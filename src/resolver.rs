//! Fallback shader lookup
//!
//! Walks an ordered list of shader directories and returns the first one
//! holding the decoder for the requested BCn family. Nothing is cached, so a
//! shader installed between two calls is picked up by the second.

use crate::format::FormatTag;
use crate::fs::{Filesystem, RealFs};
use std::path::PathBuf;
use tracing::{debug, warn};

/// Shader directories searched when no configuration says otherwise
pub const DEFAULT_SEARCH_PATHS: &[&str] = &[
    "/usr/share/exynostools/shaders/pipeline_cache/",
    "/assets/shaders/decode/",
    "/usr/share/xclipse/shaders/",
];

/// Ordered, immutable list of directories to probe
#[derive(Debug, Clone, PartialEq, Eq)]
pub struct SearchPath {
    dirs: Vec<PathBuf>,
}

impl SearchPath {
    pub fn new<I, P>(dirs: I) -> Self
    where
        I: IntoIterator<Item = P>,
        P: Into<PathBuf>,
    {
        Self {
            dirs: dirs.into_iter().map(Into::into).collect(),
        }
    }

    pub fn dirs(&self) -> &[PathBuf] {
        &self.dirs
    }

    /// Candidate paths for `file_name`, in probe order
    pub fn candidates<'a>(&'a self, file_name: &'a str) -> impl Iterator<Item = PathBuf> + 'a {
        self.dirs.iter().map(move |dir| dir.join(file_name))
    }
}

impl Default for SearchPath {
    fn default() -> Self {
        Self::new(DEFAULT_SEARCH_PATHS.iter().copied())
    }
}

/// Resolves a format family to an on-disk decoder shader
#[derive(Debug, Clone)]
pub struct AssetResolver<F = RealFs> {
    search_path: SearchPath,
    fs: F,
}

impl AssetResolver<RealFs> {
    pub fn new(search_path: SearchPath) -> Self {
        Self::with_fs(search_path, RealFs)
    }
}

impl<F: Filesystem> AssetResolver<F> {
    pub fn with_fs(search_path: SearchPath, fs: F) -> Self {
        Self { search_path, fs }
    }

    pub fn search_path(&self) -> &SearchPath {
        &self.search_path
    }

    /// Find the first existing decoder for `tag`.
    ///
    /// `Unknown` returns `None` without touching the filesystem.
    pub fn resolve(&self, tag: FormatTag) -> Option<PathBuf> {
        self.resolve_for(tag.name(), tag)
    }

    /// Same as [`resolve`](Self::resolve), naming `format_id` in the miss diagnostic
    pub fn resolve_for(&self, format_id: &str, tag: FormatTag) -> Option<PathBuf> {
        let file_name = tag.asset_file_name()?;

        let found = self
            .search_path
            .candidates(file_name)
            .find(|candidate| self.fs.exists(candidate));

        match &found {
            Some(path) => debug!("Resolved {} fallback to {}", format_id, path.display()),
            None => warn!("No fallback SPV found for {}", format_id),
        }

        found
    }
}

#[cfg(test)]
mod tests {
    use super::*;
    use crate::fs::testing::CountingFs;
    use tempfile::TempDir;

    fn three_dirs(temp: &TempDir) -> SearchPath {
        SearchPath::new(["a", "b", "c"].iter().map(|d| temp.path().join(d)))
    }

    #[test]
    fn test_unknown_never_probes() {
        let fs = CountingFs::with_files(["/a/bc1.spv"]);
        let resolver = AssetResolver::with_fs(SearchPath::new(["/a", "/b", "/c"]), &fs);

        assert_eq!(resolver.resolve(FormatTag::Unknown), None);
        assert_eq!(resolver.resolve_for("R8_UNORM", FormatTag::Unknown), None);
        assert_eq!(fs.calls.get(), 0);
    }

    #[test]
    fn test_probes_in_declared_order() {
        let fs = CountingFs::default();
        let resolver = AssetResolver::with_fs(SearchPath::new(["/a", "/b", "/c"]), &fs);

        assert_eq!(resolver.resolve(FormatTag::BC6H), None);
        assert_eq!(
            *fs.probed.borrow(),
            vec![
                PathBuf::from("/a/bc6h.spv"),
                PathBuf::from("/b/bc6h.spv"),
                PathBuf::from("/c/bc6h.spv"),
            ]
        );
    }

    #[test]
    fn test_first_hit_wins() {
        let temp = TempDir::new().unwrap();
        let search = three_dirs(&temp);
        for dir in search.dirs() {
            std::fs::create_dir_all(dir).unwrap();
        }
        std::fs::write(temp.path().join("b").join("bc3.spv"), b"from b").unwrap();
        std::fs::write(temp.path().join("c").join("bc3.spv"), b"from c").unwrap();

        let resolver = AssetResolver::new(search);
        assert_eq!(
            resolver.resolve(FormatTag::BC3),
            Some(temp.path().join("b").join("bc3.spv"))
        );
    }

    #[test]
    fn test_stops_after_first_hit() {
        let fs = CountingFs::with_files(["/a/bc2.spv", "/b/bc2.spv"]);
        let resolver = AssetResolver::with_fs(SearchPath::new(["/a", "/b", "/c"]), &fs);

        assert_eq!(resolver.resolve(FormatTag::BC2), Some(PathBuf::from("/a/bc2.spv")));
        assert_eq!(fs.calls.get(), 1);
    }

    #[test]
    fn test_missing_everywhere() {
        let temp = TempDir::new().unwrap();
        let resolver = AssetResolver::new(three_dirs(&temp));
        assert_eq!(resolver.resolve(FormatTag::BC7), None);
    }

    #[test]
    fn test_resolve_is_repeatable() {
        let fs = CountingFs::with_files(["/c/bc5.spv"]);
        let resolver = AssetResolver::with_fs(SearchPath::new(["/a", "/b", "/c"]), &fs);

        let first = resolver.resolve(FormatTag::BC5);
        let second = resolver.resolve(FormatTag::BC5);
        assert_eq!(first, second);
        assert_eq!(first, Some(PathBuf::from("/c/bc5.spv")));
        // No negative caching: both calls probed all three candidates
        assert_eq!(fs.calls.get(), 6);
    }

    #[test]
    fn test_default_search_path() {
        let search = SearchPath::default();
        assert_eq!(search.dirs().len(), 3);
        assert_eq!(
            search.dirs()[0],
            PathBuf::from("/usr/share/exynostools/shaders/pipeline_cache/")
        );
        assert_eq!(search.dirs()[1], PathBuf::from("/assets/shaders/decode/"));
    }
}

> Assignment
Word for word, write out the entries above again.

> Your response
filename src/resolver.rs
//! Fallback shader lookup
//!
//! Walks an ordered list of shader directories and returns the first one
//! holding the decoder for the requested BCn family. Nothing is cached, so a
//! shader installed between two calls is picked up by the second.

use crate::format::FormatTag;
use crate::fs::{Filesystem, RealFs};
use std::path::PathBuf;
use tracing::{debug, warn};

/// Shader directories searched when no configuration says otherwise
pub const DEFAULT_SEARCH_PATHS: &[&str] = &[
    "/usr/share/exynostools/shaders/pipeline_cache/",
    "/assets/shaders/decode/",
    "/usr/share/xclipse/shaders/",
];

/// Ordered, immutable list of directories to probe
#[derive(Debug, Clone, PartialEq, Eq)]
pub struct SearchPath {
    dirs: Vec<PathBuf>,
}

impl SearchPath {
    pub fn new<I, P>(dirs: I) -> Self
    where
        I: IntoIterator<Item = P>,
        P: Into<PathBuf>,
    {
        Self {
            dirs: dirs.into_iter().map(Into::into).collect(),
        }
    }

    pub fn dirs(&self) -> &[PathBuf] {
        &self.dirs
    }

    /// Candidate paths for `file_name`, in probe order
    pub fn candidates<'a>(&'a self, file_name: &'a str) -> impl Iterator<Item = PathBuf> + 'a {
        self.dirs.iter().map(move |dir| dir.join(file_name))
    }
}

impl Default for SearchPath {
    fn default() -> Self {
        Self::new(DEFAULT_SEARCH_PATHS.iter().copied())
    }
}

/// Resolves a format family to an on-disk decoder shader
#[derive(Debug, Clone)]
pub struct AssetResolver<F = RealFs> {
    search_path: SearchPath,
    fs: F,
}

impl AssetResolver<RealFs> {
    pub fn new(search_path: SearchPath) -> Self {
        Self::with_fs(search_path, RealFs)
    }
}

impl<F: Filesystem> AssetResolver<F> {
    pub fn with_fs(search_path: SearchPath, fs: F) -> Self {
        Self { search_path, fs }
    }

    pub fn search_path(&self) -> &SearchPath {
        &self.search_path
    }

    /// Find the first existing decoder for `tag`.
    ///
    /// `Unknown` returns `None` without touching the filesystem.
    pub fn resolve(&self, tag: FormatTag) -> Option<PathBuf> {
        self.resolve_for(tag.name(), tag)
    }

    /// Same as [`resolve`](Self::resolve), naming `format_id` in the miss diagnostic
    pub fn resolve_for(&self, format_id: &str, tag: FormatTag) -> Option<PathBuf> {
        let file_name = tag.asset_file_name()?;

        let found = self
            .search_path
            .candidates(file_name)
            .find(|candidate| self.fs.exists(candidate));

        match &found {
            Some(path) => debug!("Resolved {} fallback to {}", format_id, path.display()),
            None => warn!("No fallback SPV found for {}", format_id),
        }

        found
    }
}

#[cfg(test)]
mod tests {
    use super::*;
    use crate::fs::testing::CountingFs;
    use tempfile::TempDir;

    fn three_dirs(temp: &TempDir) -> SearchPath {
        SearchPath::new(["a", "b", "c"].iter().map(|d| temp.path().join(d)))
    }

    #[test]
    fn test_unknown_never_probes() {
        let fs = CountingFs::with_files(["/a/bc1.spv"]);
        let resolver = AssetResolver::with_fs(SearchPath::new(["/a", "/b", "/c"]), &fs);

        assert_eq!(resolver.resolve(FormatTag::Unknown), None);
        assert_eq!(resolver.resolve_for("R8_UNORM", FormatTag::Unknown), None);
        assert_eq!(fs.calls.get(), 0);
    }

    #[test]
    fn test_probes_in_declared_order() {
        let fs = CountingFs::default();
        let resolver = AssetResolver::with_fs(SearchPath::new(["/a", "/b", "/c"]), &fs);

        assert_eq!(resolver.resolve(FormatTag::BC6H), None);
        assert_eq!(
            *fs.probed.borrow(),
            vec![
                PathBuf::from("/a/bc6h.spv"),
                PathBuf::from("/b/bc6h.spv"),
                PathBuf::from("/c/bc6h.spv"),
            ]
        );
    }

    #[test]
    fn test_first_hit_wins() {
        let temp = TempDir::new().unwrap();
        let search = three_dirs(&temp);
        for dir in search.dirs() {
            std::fs::create_dir_all(dir).unwrap();
        }
        std::fs::write(temp.path().join("b").join("bc3.spv"), b"from b").unwrap();
        std::fs::write(temp.path().join("c").join("bc3.spv"), b"from c").unwrap();

        let resolver = AssetResolver::new(search);
        assert_eq!(
            resolver.resolve(FormatTag::BC3),
            Some(temp.path().join("b").join("bc3.spv"))
        );
    }

    #[test]
    fn test_stops_after_first_hit() {
        let fs = CountingFs::with_files(["/a/bc2.spv", "/b/bc2.spv"]);
        let resolver = AssetResolver::with_fs(SearchPath::new(["/a", "/b", "/c"]), &fs);

        assert_eq!(resolver.resolve(FormatTag::BC2), Some(PathBuf::from("/a/bc2.spv")));
        assert_eq!(fs.calls.get(), 1);
    }

    #[test]
    fn test_missing_everywhere() {
        let temp = TempDir::new().unwrap();
        let resolver = AssetResolver::new(three_dirs(&temp));
        assert_eq!(resolver.resolve(FormatTag::BC7), None);
    }

    #[test]
    fn test_resolve_is_repeatable() {
        let fs = CountingFs::with_files(["/c/bc5.spv"]);
        let resolver = AssetResolver::with_fs(SearchPath::new(["/a", "/b", "/c"]), &fs);

        let first = resolver.resolve(FormatTag::BC5);
        let second = resolver.resolve(FormatTag::BC5);
        assert_eq!(first, second);
        assert_eq!(first, Some(PathBuf::from("/c/bc5.spv")));
        // No negative caching: both calls probed all three candidates
        assert_eq!(fs.calls.get(), 6);
    }

    #[test]
    fn test_default_search_path() {
        let search = SearchPath::default();
        assert_eq!(search.dirs().len(), 3);
        assert_eq!(
            search.dirs()[0],
            PathBuf::from("/usr/share/exynostools/shaders/pipeline_cache/")
        );
        assert_eq!(search.dirs()[1], PathBuf::from("/assets/shaders/decode/"));
    }
}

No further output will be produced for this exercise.